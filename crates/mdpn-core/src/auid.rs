//! AUID canonicalization
//!
//! An AUID is `plugin-id&key1~value1&key2~value2…` where every value is
//! percent-encoded with periods written as `%2E` and every escape in
//! uppercase hex. Preservation nodes treat AUIDs as directory-safe tokens
//! and compare them case- and period-sensitively, so the encoding must be
//! byte-exact. AUIDs are never stored; they are regenerated from the plugin
//! identifier and the ordered parameters each time they are needed.

use std::borrow::Cow;
use std::sync::{Arc, LazyLock};

use percent_encoding::{utf8_percent_encode, AsciiSet, NON_ALPHANUMERIC};
use regex::{Captures, Regex};

/// Characters left as-is by form-style quoting: alphanumerics plus `-`, `_`, `~`.
/// The period is not in this set.
const COMPONENT: &AsciiSet = &NON_ALPHANUMERIC.remove(b'-').remove(b'_').remove(b'~');

/// Encoding strategy for one AUID value.
///
/// Implemented for plain closures so callers can swap in any general-purpose
/// encoder and wrap it with [`correct_component`].
pub trait ComponentEncoder: Send + Sync {
    fn encode(&self, value: &str) -> String;
}

impl<F> ComponentEncoder for F
where
    F: Fn(&str) -> String + Send + Sync,
{
    fn encode(&self, value: &str) -> String {
        self(value)
    }
}

/// Default encoder: form-style quoting followed by [`correct_component`].
#[derive(Debug, Clone, Copy, Default)]
pub struct LockssComponentEncoder;

impl ComponentEncoder for LockssComponentEncoder {
    fn encode(&self, value: &str) -> String {
        if value.is_empty() {
            return String::new();
        }
        let quoted = value
            .split(' ')
            .map(|part| utf8_percent_encode(part, COMPONENT).to_string())
            .collect::<Vec<_>>()
            .join("+");
        correct_component(&quoted).into_owned()
    }
}

static HEX_ESCAPE: LazyLock<Regex> =
    LazyLock::new(|| Regex::new(r"%([0-9a-fA-F]{2})").expect("valid hex escape pattern"));

/// Normalize the output of any percent-encoder: literal periods become `%2E`
/// and every hex escape is uppercased.
pub fn correct_component(encoded: &str) -> Cow<'_, str> {
    let dotted: Cow<'_, str> = if encoded.contains('.') {
        Cow::Owned(encoded.replace('.', "%2E"))
    } else {
        Cow::Borrowed(encoded)
    };
    if !dotted.contains('%') {
        return dotted;
    }
    let upper = HEX_ESCAPE
        .replace_all(&dotted, |caps: &Captures<'_>| {
            format!("%{}", caps[1].to_ascii_uppercase())
        })
        .into_owned();
    Cow::Owned(upper)
}

/// Builds AUIDs from a plugin identifier and ordered parameters.
#[derive(Clone)]
pub struct AuidCanonicalizer {
    encoder: Arc<dyn ComponentEncoder>,
}

impl Default for AuidCanonicalizer {
    fn default() -> Self {
        Self::new(Arc::new(LockssComponentEncoder))
    }
}

impl std::fmt::Debug for AuidCanonicalizer {
    fn fmt(&self, f: &mut std::fmt::Formatter<'_>) -> std::fmt::Result {
        f.debug_struct("AuidCanonicalizer").finish_non_exhaustive()
    }
}

impl AuidCanonicalizer {
    pub fn new(encoder: Arc<dyn ComponentEncoder>) -> Self {
        Self { encoder }
    }

    /// Encode a single parameter value with the configured strategy.
    pub fn encode_component(&self, value: &str) -> String {
        self.encoder.encode(value)
    }

    /// Generate the AUID. Parameter order is preserved exactly as given.
    pub fn generate<K, V>(&self, plugin_id: &str, params: &[(K, V)]) -> String
    where
        K: AsRef<str>,
        V: AsRef<str>,
    {
        let mut auid = String::from(plugin_id);
        for (key, value) in params {
            auid.push('&');
            auid.push_str(key.as_ref());
            auid.push('~');
            auid.push_str(&self.encode_component(value.as_ref()));
        }
        auid
    }
}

■ ■ ■ ■

* Exercise goal *
Bring together each line above where the string "dotted" turns up.

* Solution to the exercise *
    let dotted: Cow<'_, str> = if encoded.contains('.') {
    if !dotted.contains('%') {
        return dotted;
        .replace_all(&dotted, |caps: &Captures<'_>| {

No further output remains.